[Opening RECORD EXTRACTS section]

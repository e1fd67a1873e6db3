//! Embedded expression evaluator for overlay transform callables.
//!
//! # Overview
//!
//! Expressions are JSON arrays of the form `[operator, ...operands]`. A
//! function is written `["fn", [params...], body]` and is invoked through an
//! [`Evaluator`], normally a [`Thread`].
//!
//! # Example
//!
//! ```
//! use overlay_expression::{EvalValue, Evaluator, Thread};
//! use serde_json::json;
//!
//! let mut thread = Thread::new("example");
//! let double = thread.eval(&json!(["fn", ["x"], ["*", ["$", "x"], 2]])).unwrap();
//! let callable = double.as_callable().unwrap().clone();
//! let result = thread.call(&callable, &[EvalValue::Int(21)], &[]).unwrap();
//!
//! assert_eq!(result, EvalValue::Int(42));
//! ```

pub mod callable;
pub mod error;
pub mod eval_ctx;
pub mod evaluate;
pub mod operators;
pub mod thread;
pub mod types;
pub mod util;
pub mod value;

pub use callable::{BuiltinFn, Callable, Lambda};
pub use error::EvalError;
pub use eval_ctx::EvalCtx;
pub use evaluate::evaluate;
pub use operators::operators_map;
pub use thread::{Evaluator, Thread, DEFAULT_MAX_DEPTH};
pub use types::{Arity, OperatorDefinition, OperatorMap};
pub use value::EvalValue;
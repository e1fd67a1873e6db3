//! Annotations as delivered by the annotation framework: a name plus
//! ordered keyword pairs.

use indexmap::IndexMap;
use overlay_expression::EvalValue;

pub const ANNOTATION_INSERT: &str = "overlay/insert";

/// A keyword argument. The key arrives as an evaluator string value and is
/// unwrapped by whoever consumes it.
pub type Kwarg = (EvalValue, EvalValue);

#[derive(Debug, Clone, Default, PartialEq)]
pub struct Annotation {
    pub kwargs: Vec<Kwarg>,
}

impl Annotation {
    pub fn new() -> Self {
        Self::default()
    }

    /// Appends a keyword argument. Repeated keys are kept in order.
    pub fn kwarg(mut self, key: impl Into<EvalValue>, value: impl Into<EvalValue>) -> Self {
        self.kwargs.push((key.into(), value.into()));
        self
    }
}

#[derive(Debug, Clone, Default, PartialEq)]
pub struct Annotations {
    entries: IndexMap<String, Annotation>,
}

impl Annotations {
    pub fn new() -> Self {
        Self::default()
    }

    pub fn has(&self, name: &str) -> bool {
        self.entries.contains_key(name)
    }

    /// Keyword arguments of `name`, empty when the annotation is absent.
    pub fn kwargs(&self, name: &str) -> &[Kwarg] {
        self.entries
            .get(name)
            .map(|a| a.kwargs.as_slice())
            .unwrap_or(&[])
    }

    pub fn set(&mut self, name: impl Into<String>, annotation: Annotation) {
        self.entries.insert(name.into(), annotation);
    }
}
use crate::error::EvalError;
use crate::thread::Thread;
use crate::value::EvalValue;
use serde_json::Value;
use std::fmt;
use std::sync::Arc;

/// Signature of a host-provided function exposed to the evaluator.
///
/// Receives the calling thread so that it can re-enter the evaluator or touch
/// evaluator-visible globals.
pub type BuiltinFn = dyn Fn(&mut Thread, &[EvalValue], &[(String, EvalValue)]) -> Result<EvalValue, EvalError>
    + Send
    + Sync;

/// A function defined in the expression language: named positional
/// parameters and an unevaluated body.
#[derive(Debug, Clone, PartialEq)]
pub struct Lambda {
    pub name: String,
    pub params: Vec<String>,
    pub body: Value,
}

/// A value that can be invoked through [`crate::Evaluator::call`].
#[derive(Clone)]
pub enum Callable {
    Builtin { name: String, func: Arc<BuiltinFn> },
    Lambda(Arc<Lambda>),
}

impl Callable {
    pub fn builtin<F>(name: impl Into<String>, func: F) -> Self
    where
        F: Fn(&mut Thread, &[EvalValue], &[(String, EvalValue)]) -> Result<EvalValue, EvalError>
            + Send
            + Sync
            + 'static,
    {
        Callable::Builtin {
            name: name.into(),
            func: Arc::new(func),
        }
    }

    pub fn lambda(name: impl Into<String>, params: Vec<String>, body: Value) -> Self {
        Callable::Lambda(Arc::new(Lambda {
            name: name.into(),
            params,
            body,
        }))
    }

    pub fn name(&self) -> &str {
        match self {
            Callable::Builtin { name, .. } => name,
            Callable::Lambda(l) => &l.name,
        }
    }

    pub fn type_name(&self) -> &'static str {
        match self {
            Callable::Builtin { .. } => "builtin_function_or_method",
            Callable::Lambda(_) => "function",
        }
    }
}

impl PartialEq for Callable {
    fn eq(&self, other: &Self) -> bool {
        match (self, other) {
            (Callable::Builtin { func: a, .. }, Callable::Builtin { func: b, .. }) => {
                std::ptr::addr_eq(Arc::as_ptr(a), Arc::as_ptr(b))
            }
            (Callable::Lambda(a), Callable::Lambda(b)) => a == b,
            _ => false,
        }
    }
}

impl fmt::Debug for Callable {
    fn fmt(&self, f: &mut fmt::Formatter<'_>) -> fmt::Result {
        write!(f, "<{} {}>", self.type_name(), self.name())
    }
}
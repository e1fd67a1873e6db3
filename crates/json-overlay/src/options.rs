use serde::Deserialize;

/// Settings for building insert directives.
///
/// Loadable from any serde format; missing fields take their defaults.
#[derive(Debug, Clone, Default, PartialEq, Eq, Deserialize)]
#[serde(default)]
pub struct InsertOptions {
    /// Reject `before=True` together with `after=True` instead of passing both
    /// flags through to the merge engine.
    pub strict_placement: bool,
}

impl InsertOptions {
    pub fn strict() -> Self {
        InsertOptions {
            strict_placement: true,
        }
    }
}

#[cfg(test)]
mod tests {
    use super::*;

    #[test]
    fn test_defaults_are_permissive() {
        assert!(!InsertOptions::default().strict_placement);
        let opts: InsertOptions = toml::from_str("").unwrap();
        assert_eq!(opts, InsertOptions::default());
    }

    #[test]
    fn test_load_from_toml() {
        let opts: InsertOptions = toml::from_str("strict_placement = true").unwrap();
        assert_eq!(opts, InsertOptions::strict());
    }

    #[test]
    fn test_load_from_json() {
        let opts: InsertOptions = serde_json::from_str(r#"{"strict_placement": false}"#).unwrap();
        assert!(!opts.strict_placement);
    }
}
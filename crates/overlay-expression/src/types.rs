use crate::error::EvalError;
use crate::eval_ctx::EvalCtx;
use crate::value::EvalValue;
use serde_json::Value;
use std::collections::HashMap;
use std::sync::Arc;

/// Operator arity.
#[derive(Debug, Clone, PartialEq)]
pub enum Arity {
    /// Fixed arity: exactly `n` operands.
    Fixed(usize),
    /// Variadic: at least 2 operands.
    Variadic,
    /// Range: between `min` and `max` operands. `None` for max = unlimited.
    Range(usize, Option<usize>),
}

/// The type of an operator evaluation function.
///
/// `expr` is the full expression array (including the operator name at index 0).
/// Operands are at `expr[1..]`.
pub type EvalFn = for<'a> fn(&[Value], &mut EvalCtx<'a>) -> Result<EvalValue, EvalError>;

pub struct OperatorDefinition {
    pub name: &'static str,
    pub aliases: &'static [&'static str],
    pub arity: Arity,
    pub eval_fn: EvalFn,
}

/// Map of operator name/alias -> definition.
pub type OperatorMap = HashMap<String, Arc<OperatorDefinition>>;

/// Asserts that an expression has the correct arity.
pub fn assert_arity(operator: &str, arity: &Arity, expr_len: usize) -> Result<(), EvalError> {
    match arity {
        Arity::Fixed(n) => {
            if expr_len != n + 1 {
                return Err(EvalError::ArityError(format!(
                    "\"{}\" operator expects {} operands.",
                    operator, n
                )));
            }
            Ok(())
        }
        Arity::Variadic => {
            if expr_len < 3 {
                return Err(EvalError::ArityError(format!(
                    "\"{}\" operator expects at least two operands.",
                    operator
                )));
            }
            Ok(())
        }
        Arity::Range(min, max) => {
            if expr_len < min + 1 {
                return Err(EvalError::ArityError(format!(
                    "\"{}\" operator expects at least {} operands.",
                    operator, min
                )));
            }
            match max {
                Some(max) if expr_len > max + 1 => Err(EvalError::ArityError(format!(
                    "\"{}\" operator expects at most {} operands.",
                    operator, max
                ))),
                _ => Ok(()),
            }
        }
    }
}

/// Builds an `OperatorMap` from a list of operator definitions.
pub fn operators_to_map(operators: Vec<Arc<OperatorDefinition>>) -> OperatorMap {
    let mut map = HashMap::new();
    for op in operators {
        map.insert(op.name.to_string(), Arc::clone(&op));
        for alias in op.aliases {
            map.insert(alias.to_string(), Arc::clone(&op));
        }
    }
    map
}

[Closing RECORD EXTRACTS section]

- _DESCRIPTION OF THE TASK_: From the data above, output exactly the lines between the one containing "assert!(!InsertOptions::default().strict_placement);" and the one containing "at index 0).", counting both of them.

- _TASK SOLUTION_:
        assert!(!InsertOptions::default().strict_placement);
        let opts: InsertOptions = toml::from_str("").unwrap();
        assert_eq!(opts, InsertOptions::default());
    }

    #[test]
    fn test_load_from_toml() {
        let opts: InsertOptions = toml::from_str("strict_placement = true").unwrap();
        assert_eq!(opts, InsertOptions::strict());
    }

    #[test]
    fn test_load_from_json() {
        let opts: InsertOptions = serde_json::from_str(r#"{"strict_placement": false}"#).unwrap();
        assert!(!opts.strict_placement);
    }
}
filename crates/overlay-expression/src/types.rs
use crate::error::EvalError;
use crate::eval_ctx::EvalCtx;
use crate::value::EvalValue;
use serde_json::Value;
use std::collections::HashMap;
use std::sync::Arc;

/// Operator arity.
#[derive(Debug, Clone, PartialEq)]
pub enum Arity {
    /// Fixed arity: exactly `n` operands.
    Fixed(usize),
    /// Variadic: at least 2 operands.
    Variadic,
    /// Range: between `min` and `max` operands. `None` for max = unlimited.
    Range(usize, Option<usize>),
}

/// The type of an operator evaluation function.
///
/// `expr` is the full expression array (including the operator name at index 0).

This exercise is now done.